Both, modifiable risk factors (such as stress, smoking, inappropriate alcohol consumption, malnutrition, obesity, diabetes, and cardiovascular disease) and non-modifiable risk factors (such as genetic diseases and aging), have been identified in the process of impaired wound healing, which calls for implementation of PPPM approach in this area [100]. Individual risk factors, causality, functional interrelationships, molecular signature, predictive diagnosis, and primary and secondary prevention are all crucial in approach to impaired wound healing [34].
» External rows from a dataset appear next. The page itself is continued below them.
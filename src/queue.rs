//! Per-queue message storage and the message lifecycle state machine.
//!
//! A message lives either in `pending` (Delayed or Available, classified by
//! `visible_at`) or in `inflight` (keyed by message id). Expiry is lazy:
//! callers invoke [`Queue::reclaim_expired`] before selecting messages, and
//! all deadline comparisons use the wall clock at access time.

use std::collections::{HashMap, VecDeque};
use std::time::{Duration, Instant};

use tracing::debug;

use crate::attributes::QueueAttributes;
use crate::error::SqsError;
use crate::limits::Limits;
use crate::message::{now_millis, now_secs, Message, MessageState};
use crate::receipt::ReceiptCodec;
use crate::types::{
    MessageAttributeValue, ReceiveMessageResult, SendMessageResponse,
};

/// A message that exceeded its receive-count budget and must move to the
/// dead-letter queue named by the policy.
pub struct DlqRedrive {
    pub message: Message,
    pub dlq_arn: String,
}

pub struct Queue {
    pub account_id: String,
    pub name: String,
    pub arn: String,
    pub url: String,
    pub attributes: QueueAttributes,
    pending: VecDeque<Message>,
    inflight: HashMap<String, Message>,
    created_at: u64,
    last_modified: u64,
    last_purge: Option<Instant>,
}

impl Queue {
    pub fn new(
        account_id: String,
        name: String,
        arn: String,
        url: String,
        attributes: QueueAttributes,
    ) -> Self {
        let now = now_secs();
        Queue {
            account_id,
            name,
            arn,
            url,
            attributes,
            pending: VecDeque::new(),
            inflight: HashMap::new(),
            created_at: now,
            last_modified: now,
            last_purge: None,
        }
    }

    pub fn send_message(
        &mut self,
        body: String,
        delay_seconds: Option<i32>,
        message_attributes: HashMap<String, MessageAttributeValue>,
        sender_id: &str,
        limits: &Limits,
    ) -> Result<SendMessageResponse, SqsError> {
        if body.is_empty() {
            return Err(SqsError::InvalidMessageContents(
                "Message body must not be empty".into(),
            ));
        }
        if body.len() > self.attributes.maximum_message_size as usize {
            return Err(SqsError::InvalidParameterValue(format!(
                "Message body must be shorter than {} bytes",
                self.attributes.maximum_message_size
            )));
        }
        let delay = match delay_seconds {
            Some(d) if d < 0 || d as u32 > limits.delay_seconds_max => {
                return Err(SqsError::InvalidParameterValue(format!(
                    "DelaySeconds must be between 0 and {}",
                    limits.delay_seconds_max
                )));
            }
            Some(d) => d as u64,
            None => u64::from(self.attributes.delay_seconds),
        };
        crate::attributes::validate_message_attributes(&message_attributes, limits)?;

        let msg = Message::new(
            body,
            message_attributes,
            sender_id,
            Duration::from_secs(delay),
        );
        let response = SendMessageResponse {
            message_id: msg.message_id.clone(),
            md5_of_message_body: msg.md5_of_body.clone(),
            md5_of_message_attributes: msg.md5_of_message_attributes.clone(),
        };
        debug!(queue = %self.name, message_id = %msg.message_id, delay, "stored message");
        self.pending.push_back(msg);
        Ok(response)
    }

    /// Returns expired in-flight messages to the Available state, handing
    /// back the ones that exceeded the redrive budget. Generation is not
    /// touched; the next receive bumps it.
    pub fn reclaim_expired(&mut self, now: Instant) -> Vec<DlqRedrive> {
        let expired: Vec<String> = self
            .inflight
            .iter()
            .filter(|(_, m)| m.visibility_deadline.is_some_and(|d| now >= d))
            .map(|(id, _)| id.clone())
            .collect();

        let mut redrives = Vec::new();
        for id in expired {
            if let Some(mut msg) = self.inflight.remove(&id) {
                msg.visibility_deadline = None;
                msg.visible_at = now;

                if let Some(ref rp) = self.attributes.redrive_policy {
                    if msg.receive_count > rp.max_receive_count {
                        debug!(
                            queue = %self.name,
                            message_id = %msg.message_id,
                            receive_count = msg.receive_count,
                            "receive count exceeded, redriving"
                        );
                        redrives.push(DlqRedrive {
                            dlq_arn: rp.dead_letter_target_arn.clone(),
                            message: msg,
                        });
                        continue;
                    }
                }
                self.pending.push_back(msg);
            }
        }
        redrives
    }

    /// Accepts a message arriving from a source queue's redrive move. The
    /// original send timestamp and receive count are preserved.
    pub fn accept_redrive(&mut self, mut msg: Message, now: Instant) {
        msg.visibility_deadline = None;
        msg.visible_at = now;
        self.pending.push_back(msg);
    }

    /// Transitions up to `max_count` Available messages to InFlight and
    /// issues a receipt handle for each. Messages past their retention
    /// period are dropped instead of delivered.
    pub fn receive(
        &mut self,
        max_count: usize,
        visibility_override: Option<u32>,
        codec: &ReceiptCodec,
        now: Instant,
    ) -> Vec<ReceiveMessageResult> {
        let vis_timeout =
            u64::from(visibility_override.unwrap_or(self.attributes.visibility_timeout));
        let now_ms = now_millis();
        let retention_cutoff = now_ms
            .saturating_sub(u64::from(self.attributes.message_retention_period) * 1000);

        let mut results = Vec::new();
        let mut i = 0;
        while i < self.pending.len() && results.len() < max_count {
            if self.pending[i].sent_timestamp < retention_cutoff {
                let dropped = self.pending.remove(i);
                if let Some(dropped) = dropped {
                    debug!(
                        queue = %self.name,
                        message_id = %dropped.message_id,
                        "dropping message past retention period"
                    );
                }
                continue;
            }
            if self.pending[i].visible_at > now {
                i += 1;
                continue;
            }

            let mut msg = match self.pending.remove(i) {
                Some(msg) => msg,
                None => break,
            };
            msg.receive_count += 1;
            msg.generation += 1;
            if msg.first_receive_timestamp.is_none() {
                msg.first_receive_timestamp = Some(now_ms);
            }
            msg.visibility_deadline = Some(now + Duration::from_secs(vis_timeout));
            let receipt_handle =
                codec.issue(&self.account_id, &self.name, &msg.message_id, msg.generation);

            let mut sys_attrs = HashMap::new();
            sys_attrs.insert("SenderId".to_string(), msg.sender_id.clone());
            sys_attrs.insert("SentTimestamp".to_string(), msg.sent_timestamp.to_string());
            sys_attrs.insert(
                "ApproximateReceiveCount".to_string(),
                msg.receive_count.to_string(),
            );
            if let Some(first) = msg.first_receive_timestamp {
                sys_attrs.insert(
                    "ApproximateFirstReceiveTimestamp".to_string(),
                    first.to_string(),
                );
            }

            results.push(ReceiveMessageResult {
                message_id: msg.message_id.clone(),
                receipt_handle,
                body: msg.body.clone(),
                md5_of_body: msg.md5_of_body.clone(),
                md5_of_message_attributes: msg.md5_of_message_attributes.clone(),
                attributes: Some(sys_attrs),
                message_attributes: if msg.message_attributes.is_empty() {
                    None
                } else {
                    Some(msg.message_attributes.clone())
                },
            });
            self.inflight.insert(msg.message_id.clone(), msg);
        }
        results
    }

    /// Deletes the message if `generation` still matches, wherever it
    /// currently sits. Returns false when the message is gone or the handle
    /// generation is stale; callers treat that as a no-op success.
    pub fn delete(&mut self, message_id: &str, generation: u64) -> bool {
        if let Some(msg) = self.inflight.get(message_id) {
            if msg.generation == generation {
                self.inflight.remove(message_id);
                return true;
            }
            return false;
        }
        if let Some(pos) = self
            .pending
            .iter()
            .position(|m| m.message_id == message_id && m.generation == generation)
        {
            self.pending.remove(pos);
            return true;
        }
        false
    }

    /// Adjusts the visibility deadline of a message held under the given
    /// generation. Timeout zero returns it to Available immediately and is
    /// also accepted when the visibility already lapsed (the message sits
    /// Available with the generation still matching); a non-zero timeout
    /// requires the message to actually be in flight. The generation stays
    /// unchanged either way.
    pub fn change_visibility(
        &mut self,
        message_id: &str,
        generation: u64,
        timeout_secs: u32,
        now: Instant,
    ) -> Result<(), SqsError> {
        let not_in_flight =
            || SqsError::InvalidParameterValue("Message is not in flight".into());

        let held = self
            .inflight
            .get(message_id)
            .map(|m| (m.generation == generation, m.visibility_deadline.is_some_and(|d| d > now)));
        match held {
            Some((false, _)) => Err(not_in_flight()),
            Some((true, still_hidden)) => {
                if timeout_secs == 0 {
                    let mut msg = self.inflight.remove(message_id).expect("present above");
                    msg.visibility_deadline = None;
                    msg.visible_at = now;
                    self.pending.push_back(msg);
                    Ok(())
                } else if still_hidden {
                    let msg = self.inflight.get_mut(message_id).expect("present above");
                    msg.visibility_deadline =
                        Some(now + Duration::from_secs(u64::from(timeout_secs)));
                    Ok(())
                } else {
                    Err(not_in_flight())
                }
            }
            None => {
                let in_pending = self
                    .pending
                    .iter()
                    .any(|m| m.message_id == message_id && m.generation == generation);
                if in_pending && timeout_secs == 0 {
                    // already visible, nothing to change
                    return Ok(());
                }
                Err(not_in_flight())
            }
        }
    }

    pub fn purge(&mut self, now: Instant) -> Result<(), SqsError> {
        if let Some(last) = self.last_purge {
            if now.duration_since(last) < Duration::from_secs(60) {
                return Err(SqsError::PurgeQueueInProgress(
                    "A purge was already initiated within the last 60 seconds".into(),
                ));
            }
        }
        self.pending.clear();
        self.inflight.clear();
        self.last_purge = Some(now);
        Ok(())
    }

    /// Installs a fully validated attribute set. Validation happens in the
    /// store so the dead-letter target can be checked against the queue map
    /// before anything is committed.
    pub fn replace_attributes(&mut self, attrs: QueueAttributes) {
        self.attributes = attrs;
        self.last_modified = now_secs();
    }

    pub fn get_attributes(&self, names: &Option<Vec<String>>) -> HashMap<String, String> {
        let all = match names {
            None => true,
            Some(names) => names.is_empty() || names.iter().any(|n| n == "All"),
        };
        let include = |attr_name: &str| -> bool {
            all || names
                .as_ref()
                .map(|n| n.iter().any(|x| x == attr_name))
                .unwrap_or(false)
        };

        let mut result = HashMap::new();
        for (k, v) in self.attributes.to_map() {
            if include(&k) {
                result.insert(k, v);
            }
        }

        let now = Instant::now();
        if include("QueueArn") {
            result.insert("QueueArn".into(), self.arn.clone());
        }
        if include("CreatedTimestamp") {
            result.insert("CreatedTimestamp".into(), self.created_at.to_string());
        }
        if include("LastModifiedTimestamp") {
            result.insert(
                "LastModifiedTimestamp".into(),
                self.last_modified.to_string(),
            );
        }
        if include("ApproximateNumberOfMessages") {
            let visible = self
                .pending
                .iter()
                .filter(|m| m.visible_at <= now)
                .count();
            result.insert("ApproximateNumberOfMessages".into(), visible.to_string());
        }
        if include("ApproximateNumberOfMessagesNotVisible") {
            result.insert(
                "ApproximateNumberOfMessagesNotVisible".into(),
                self.inflight.len().to_string(),
            );
        }
        if include("ApproximateNumberOfMessagesDelayed") {
            let delayed = self
                .pending
                .iter()
                .filter(|m| m.visible_at > now)
                .count();
            result.insert(
                "ApproximateNumberOfMessagesDelayed".into(),
                delayed.to_string(),
            );
        }
        result
    }

    /// The earliest future instant at which a message changes state on its
    /// own: a delay elapsing or a visibility deadline expiring. Long-poll
    /// waiters bound their sleep by this so lazy expiry stays observable on
    /// time.
    pub fn next_transition_at(&self, now: Instant) -> Option<Instant> {
        let next_delay = self
            .pending
            .iter()
            .filter(|m| m.visible_at > now)
            .map(|m| m.visible_at)
            .min();
        let next_expiry = self
            .inflight
            .values()
            .filter_map(|m| m.visibility_deadline)
            .filter(|d| *d > now)
            .min();
        match (next_delay, next_expiry) {
            (Some(a), Some(b)) => Some(a.min(b)),
            (a, b) => a.or(b),
        }
    }

    /// (delayed, available, in-flight, oldest message sent-timestamp millis)
    pub fn depth(&self, now: Instant) -> (u64, u64, u64, Option<u64>) {
        let mut delayed = 0;
        let mut available = 0;
        let mut in_flight = 0;
        let mut oldest: Option<u64> = None;
        for msg in self.pending.iter().chain(self.inflight.values()) {
            match msg.state_at(now) {
                MessageState::Delayed => delayed += 1,
                MessageState::Available => available += 1,
                MessageState::InFlight => in_flight += 1,
            }
            oldest = Some(oldest.map_or(msg.sent_timestamp, |o| o.min(msg.sent_timestamp)));
        }
        (delayed, available, in_flight, oldest)
    }
}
On the other hand, animal models of wound healing are extremely simplified; almost none of comorbidities and risk factors of impaired wound healing has been modeled on them. Among the important risk factors that were not presented in the majority of models are aging, smoking, malnutrition, obesity, diabetes, and cardiovascular disorders [100, 101].

Myocardial infarction

As a final example, let us take a short look to the MI/stroke models and evaluate the abovementioned confounding factors which were not taken into account while modeling MI/stroke.

  1. a.

    First of all, most of the patients with MI/stroke are old, while most of the animals are young.

  2. b.

    Most of the patients with stroke are suffering from several comorbidities such as hypertension, obesity, and diabetes while models are healthy animals which acutely underwent an arterial temporary blockage procedure.

  3. c.

    A large number of patients with stroke are smokers; none of the animals are.

  4. d.

    Female animals are usually underrepresented in experimental studies but the patients come from both sexes.

  5. e.

    Most of the models are rats and mice and biologically closer species have been rarely used, which increases inter-species discrepancies and decreases the validity of these biologically distant models.

  6. f.

    Timing is a matter of fact in MI/stroke treatment. Pretreatment and immediate treatment are prevalent in models, while in the real world, there is almost no pretreatment for MI/stroke. It happens suddenly and generally only hours after the MI/stroke, treatment will start for most of the patients.

  7. g.

    In experimental studies, the efficacy of treatment in models is evaluated by infarct volume, while the clinical relevance of infarct volume with the patients’ outcome is in doubt. Infarct size has been shown to have a moderate correlation with the patients’ clinical status and outcome [3].

  8. h.

    Preconditioning is of great importance specially in terms of applying recombinant cell protectors such as EPO; nevertheless, preconditioning has not been modeled in animal models of stroke and MI.

  9. i.

    Percentage of cells undergo stunning, and the location of the infarct plays a crucial role in clinical presentation and outcome of the patients. None of these has been reflected in stroke models.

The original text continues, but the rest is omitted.